Selon les dispositions de l'article R143-6 du même code, cette décision ainsi motivée est notifiée à l'acquéreur évincé par lettre recommandée avec accusé de réception dans un délai de quinze jours à compter de la date de la réception de la notification faite au notaire.

En cas d'adjudication le délai court à compter de la signification du droit de préemption au greffe du tribunal où s'est tenue l'audience d'adjudication.

En l'espèce, cette signification est datée du 16 décembre 2005 et aucun courrier conforme aux dispositions précitées n'a été adressé à Mme [F].

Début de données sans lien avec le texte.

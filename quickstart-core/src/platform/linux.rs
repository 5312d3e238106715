use crate::probe::dedup_in_order;
use std::fs;
use std::io;
use std::path::{Path, PathBuf};

const ARM_IMPLEMENTER: u32 = 0x41;

/// Helper to read and trim a single sysfs/procfs file.
fn read_sys_file(path: &Path) -> io::Result<String> {
    fs::read_to_string(path).map(|s| s.trim().to_string())
}

/// Maps an Arm `CPU part` number to its LLVM target name.
fn arm_part_name(part: u32) -> Option<&'static str> {
    let name = match part {
        0xd03 => "cortex-a53",
        0xd04 => "cortex-a35",
        0xd05 => "cortex-a55",
        0xd07 => "cortex-a57",
        0xd08 => "cortex-a72",
        0xd09 => "cortex-a73",
        0xd0a => "cortex-a75",
        0xd0b => "cortex-a76",
        0xd0d => "cortex-a77",
        0xd41 => "cortex-a78",
        0xd44 => "cortex-x1",
        0xd46 => "cortex-a510",
        0xd47 => "cortex-a710",
        0xd48 => "cortex-x2",
        0xd4d => "cortex-a715",
        0xd4e => "cortex-x3",
        0xd80 => "cortex-a520",
        0xd81 => "cortex-a720",
        0xd82 => "cortex-x4",
        0xd85 => "cortex-x925",
        0xd87 => "cortex-a725",
        _ => return None,
    };
    Some(name)
}

fn parse_hex(value: &str) -> Option<u32> {
    let value = value.trim();
    let digits = value.strip_prefix("0x").unwrap_or(value);
    u32::from_str_radix(digits, 16).ok()
}

/// Extracts LLVM CPU names from `/proc/cpuinfo`, one per distinct core type,
/// in the order the cores are listed.
pub(crate) fn parse_cpuinfo(cpuinfo: &str) -> Vec<String> {
    let mut names = Vec::new();
    let mut implementer = None;

    for line in cpuinfo.lines() {
        let Some((field, value)) = line.split_once(':') else {
            continue;
        };
        match field.trim() {
            "processor" => implementer = None,
            "CPU implementer" => implementer = parse_hex(value),
            "CPU part" => {
                if implementer != Some(ARM_IMPLEMENTER) {
                    continue;
                }
                if let Some(name) = parse_hex(value).and_then(arm_part_name) {
                    names.push(name.to_string());
                }
            }
            _ => {}
        }
    }

    dedup_in_order(names)
}

/// Turns a KGSL model string (`Adreno740v2`) into the name the Vulkan driver
/// reports (`Adreno (TM) 740`).
pub(crate) fn adreno_device_name(model: &str) -> Option<String> {
    let digits: String = model
        .strip_prefix("Adreno")?
        .chars()
        .take_while(|c| c.is_ascii_digit())
        .collect();
    if digits.is_empty() {
        return None;
    }
    Some(format!("Adreno (TM) {digits}"))
}

/// Scans for CPU core types on a Linux or Android system.
///
/// Arm cores are identified from `/proc/cpuinfo`. If nothing recognizable is
/// found there (x86 hosts, unknown parts) the `sysinfo` brand strings are
/// used instead.
pub fn cpu_names() -> Vec<String> {
    match read_sys_file(Path::new("/proc/cpuinfo")) {
        Ok(cpuinfo) => {
            let names = parse_cpuinfo(&cpuinfo);
            if !names.is_empty() {
                return names;
            }
        }
        Err(e) => tracing::debug!(error = %e, "cannot read /proc/cpuinfo"),
    }
    super::generic::cpu_names()
}

/// Scans for GPUs.
///
/// Qualcomm devices expose the Adreno model through KGSL. Other systems are
/// described by the kernel driver bound to each DRM card, which is enough for
/// the tuning rules to leave them alone.
pub fn gpu_names() -> Vec<String> {
    let kgsl_model = Path::new("/sys/class/kgsl/kgsl-3d0/gpu_model");
    if let Some(name) = read_sys_file(kgsl_model)
        .ok()
        .and_then(|model| adreno_device_name(&model))
    {
        return vec![name];
    }

    let mut cards: Vec<PathBuf> = match fs::read_dir("/sys/class/drm") {
        Ok(entries) => entries
            .filter_map(Result::ok)
            .filter(|entry| {
                let name = entry.file_name().to_string_lossy().to_string();
                name.starts_with("card") && !name.contains('-')
            })
            .map(|entry| entry.path())
            .collect(),
        Err(_) => return Vec::new(),
    };
    cards.sort();

    let drivers = cards.iter().filter_map(|card| {
        let uevent = read_sys_file(&card.join("device/uevent")).ok()?;
        uevent
            .lines()
            .find_map(|line| line.strip_prefix("DRIVER="))
            .map(str::to_string)
    });
    dedup_in_order(drivers)
}

#[cfg(test)]
mod tests {
    use super::*;

    const BIG_LITTLE: &str = "\
processor\t: 0
BogoMIPS\t: 38.40
CPU implementer\t: 0x41
CPU architecture: 8
CPU part\t: 0xd46

processor\t: 1
CPU implementer\t: 0x41
CPU part\t: 0xd46

processor\t: 4
CPU implementer\t: 0x41
CPU part\t: 0xd47

processor\t: 7
CPU implementer\t: 0x41
CPU part\t: 0xd48
";

    #[test]
    fn lists_each_core_type_once_in_order() {
        assert_eq!(
            parse_cpuinfo(BIG_LITTLE),
            vec!["cortex-a510", "cortex-a710", "cortex-x2"]
        );
    }

    #[test]
    fn ignores_non_arm_implementers_and_unknown_parts() {
        let cpuinfo = "\
processor\t: 0
CPU implementer\t: 0x51
CPU part\t: 0xd46

processor\t: 1
CPU implementer\t: 0x41
CPU part\t: 0xfff
";
        assert!(parse_cpuinfo(cpuinfo).is_empty());
        assert!(parse_cpuinfo("model name\t: AMD Ryzen 7 5800X\n").is_empty());
    }

    #[test]
    fn converts_kgsl_models_to_vulkan_names() {
        assert_eq!(
            adreno_device_name("Adreno740v2").as_deref(),
            Some("Adreno (TM) 740")
        );
        assert_eq!(
            adreno_device_name("Adreno830").as_deref(),
            Some("Adreno (TM) 830")
        );
        assert_eq!(adreno_device_name("Mali-G710"), None);
        assert_eq!(adreno_device_name("Adreno"), None);
    }
}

La SAFER ne conteste pas cet état de fait mais soutient que cette irrégularité n'a causé aucun grief à Mme [F] dans la mesure où le 04 janvier 2006 cette dernière lui a adressé une candidature à la rétrocession des terres.

Toutefois, la nullité prévue par les dispositions susvisées est une nullité de fond ce dont il résulte que l'irrégularité invoquée vicie la procédure sans que celui qui l'invoque n'ait à invoquer de grief.

Par conséquent, le jugement déféré est confirmé en ce qu'il a annulé la décision de préemption.

Sur les conséquences de l'annulation :

La délivrance à la SAFER d'une grosse de jugement portant adjudication des terres à son bénéfice n'a jamais été que la conséquence de la signification de la décision de préempter qu'elle avait adressée au greffe de la juridiction.

Dès lors, l'annulation de la décision de préemption rend caduc ce jugement sans qu'il soit nécessaire d'en poursuivre l'annulation.

D'autre part, Mme [F] avait demandé devant le premier juge la libération des terres, dont il n'est pas soutenu qu'elles aient été rétrocédées ni même données à bail rural, la publication le 28 juin 2006 par l'intimée de son assignation du 07 juin 2006 ayant interdit tout cession d'un droit réel sur ces biens.

Par conséquent, le jugement déféré est confirmé en ce qu'il a ordonné la libération des terres sous astreinte.

Sur le préjudice subi par Mme [F] :

Celle-ci ne peut jouir des biens acquis depuis désormais onze ans, alors même que le prix qu'elle avait payé, soit 196.000 euros, est toujours consigné au greffe au tribunal de grande instance de Quimper.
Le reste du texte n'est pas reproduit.